Product pipeline progress

(1) Cardonil AK104 (PD-1/CTLA-4): Approved for first-line cervical cancer and first-line gastric cancer, and is covered by medical insurance; gastric cancer after PD- (L) 1 progression, adjuvant treatment after surgery for hepatocellular carcinoma, intermediate to advanced unresectable hepatocellular carcinoma, first-line PD-L1 negative non-small cell lung cancer, and non-small cell lung cancer after synchronized/sequential chemotherapy are in phase III clinical stage. Among them, IO-resistant squamous non-small cell lung cancer was included as a breakthrough therapy in April 2025, IO-resistant hepatocellular carcinoma began a global phase II clinical trial, and first-line gastric cancer a global phase III clinical trial.

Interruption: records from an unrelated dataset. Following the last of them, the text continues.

//! Simulation speed and camera state of the battle view.

use battle_core::{BattleMode, TilePos, ViewPersistence};
use tracing::debug;

/// Ticks the simulation advances per rendered frame.
#[derive(Clone, Copy, Debug, Default, PartialEq, Eq, Hash, strum::Display)]
#[strum(serialize_all = "snake_case")]
pub enum UpdateSpeed {
    #[default]
    Pause,
    Speed1,
    Speed2,
    Speed3,
}

impl UpdateSpeed {
    pub const fn ticks(self) -> u32 {
        match self {
            Self::Pause => 0,
            Self::Speed1 => 1,
            Self::Speed2 => 2,
            Self::Speed3 => 4,
        }
    }
}

/// Current speed plus the one the pause toggle returns to.
#[derive(Clone, Copy, Debug, PartialEq, Eq)]
pub struct SpeedControl {
    current: UpdateSpeed,
    last: UpdateSpeed,
}

impl SpeedControl {
    /// Real-time battles open paused; turn-based ones run.
    pub fn for_mode(mode: BattleMode) -> Self {
        match mode {
            BattleMode::RealTime => Self {
                current: UpdateSpeed::Pause,
                last: UpdateSpeed::Speed1,
            },
            BattleMode::TurnBased => Self {
                current: UpdateSpeed::Speed2,
                last: UpdateSpeed::Pause,
            },
        }
    }

    pub fn current(&self) -> UpdateSpeed {
        self.current
    }

    pub fn is_paused(&self) -> bool {
        self.current == UpdateSpeed::Pause
    }

    pub fn set(&mut self, speed: UpdateSpeed) {
        if speed != self.current {
            self.last = self.current;
            self.current = speed;
            debug!(target: "view", speed = %speed, "update speed changed");
        }
    }

    pub fn toggle_pause(&mut self) {
        if self.is_paused() {
            self.set(self.last);
        } else {
            self.set(UpdateSpeed::Pause);
        }
    }
}

/// Which z levels the map renderer draws.
#[derive(Clone, Copy, Debug, Default, PartialEq, Eq, Hash, strum::Display)]
#[strum(serialize_all = "snake_case")]
pub enum LayerDrawing {
    #[default]
    UpToCurrentLevel,
    AllLevels,
    OnlyCurrentLevel,
}

impl LayerDrawing {
    /// Layering button state, 1 to 3.
    pub const fn from_button_state(state: u8) -> Option<Self> {
        match state {
            1 => Some(Self::UpToCurrentLevel),
            2 => Some(Self::AllLevels),
            3 => Some(Self::OnlyCurrentLevel),
            _ => None,
        }
    }
}

/// Where the view looks and which layer it cuts at.
#[derive(Clone, Copy, Debug, PartialEq, Eq)]
pub struct Camera {
    center: TilePos,
    /// Highest visible z level plus one.
    layer: i32,
    max_layer: i32,
    pub follow_agent: bool,
    pub strategy_map: bool,
    pub layer_drawing: LayerDrawing,
}

impl Camera {
    pub fn new(center: TilePos, max_layer: i32) -> Self {
        let max_layer = max_layer.max(1);
        Self {
            center,
            layer: (center.z + 1).clamp(1, max_layer),
            max_layer,
            follow_agent: false,
            strategy_map: false,
            layer_drawing: LayerDrawing::default(),
        }
    }

    pub fn center(&self) -> TilePos {
        self.center
    }

    pub fn layer(&self) -> i32 {
        self.layer
    }

    pub fn max_layer(&self) -> i32 {
        self.max_layer
    }

    pub fn set_layer(&mut self, layer: i32) {
        self.layer = layer.clamp(1, self.max_layer);
    }

    pub fn layer_up(&mut self) {
        self.set_layer(self.layer + 1);
    }

    pub fn layer_down(&mut self) {
        self.set_layer(self.layer - 1);
    }

    pub fn center_on(&mut self, tile: TilePos) {
        self.center = tile;
    }

    /// Centres on `tile` and cuts the view just above it.
    pub fn zoom_at(&mut self, tile: TilePos) {
        self.center_on(tile);
        self.set_layer(tile.z + 1);
    }

    pub fn toggle_strategy_map(&mut self) -> bool {
        self.strategy_map = !self.strategy_map;
        self.strategy_map
    }

    pub fn persistence(&self, group_move: bool) -> ViewPersistence {
        ViewPersistence {
            screen_center: self.center,
            group_move,
        }
    }
}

(2) Evosi AK112 (PD-1/VEGF): Used for non-small cell lung cancer progressing after EGFR treatment, was approved in May 2024 and included in the 2025 medical insurance; the overall survival (OS) data from the Summit Global Harmoni study was updated to HR=0.78, p=0.0332, with prominent North American subgroup data (HR=0.70). Summit is expected to submit a biologics license application to the US FDA in the fourth quarter of 2025. First-line PD-L1 positive non-small cell lung cancer was approved in April 2025 and covered by 2026 medical insurance. The mid-OS phase analysis conducted at 39% maturity in April of this year (the alpha allocation value in this analysis was only 0.0001) showed that the OS HR of evosil compared with pabolizumab was 0.777, reducing the risk of death by 22.3%. The marketing application for first-line squamous non-small cell lung cancer in China was accepted by the State Drug Administration in July 2025; non-small cell lung cancer that progressed after immunotherapy, limited-stage small cell lung cancer, first-line biliary tract cancer, first-line colorectal cancer, first-line pancreatic cancer, first-line pancreatic cancer, first-line PD-L1-positive head and neck squamous cancer, and first-line triple-negative breast cancer are undergoing phase III clinical trials. Overseas partner Summit is carrying out first-line non-small cell lung cancer phase III clinical trials (Harmoni-3). Squamous cell carcinoma is expected to complete the enrollment of 600 patients in the first half of 2026, and the pre-set number of events required for progression-free survival analysis in the second half of the year. Mid-term OS analysis may be carried out during the same period; non-squamous cell cancer is expected to complete the enrollment of 1,000 patients in the first half of 2026, and the estimated number of events required for PFS analysis is reached in the first half of 2027. Summit has launched a first-line phase III clinical trial for colorectal cancer and plans to launch a first-line phase III clinical trial for head and neck squamous cell cancer.

(3) Pimiprizumab AK105 (PD-1): In April 2025, the FDA approved it for first-line and second-line nasopharyngeal cancer treatment. This is the company's first innovative biopharmaceutical that has been independently led and successfully approved and marketed by the FDA. It marks that the company's innovative drug research and development strength and drug production quality management guarantee system have obtained authoritative certification from the highest international standards.

(4) Inucimab AK102 (PCSK) and iroximab AK101 (IL-12/IL-23) are included in 2026 health insurance.

(5) Gumocizumab AK111 (IL-17): The marketing application for moderate to severe psoriasis was accepted in January 2025.

(6) Other products include: raffalizumab AK117 (CD47), ploximab AK109 (VEGFR-2), and mandoximab AK120 (IL-4R) are in clinical phase III; AK138D1 (HER3 ADC) and AK146D1 (Trop2/Nectin4 ADC) have carried out global clinical phase I and are preparing a combined dosage plan with immunotherapy 2.0.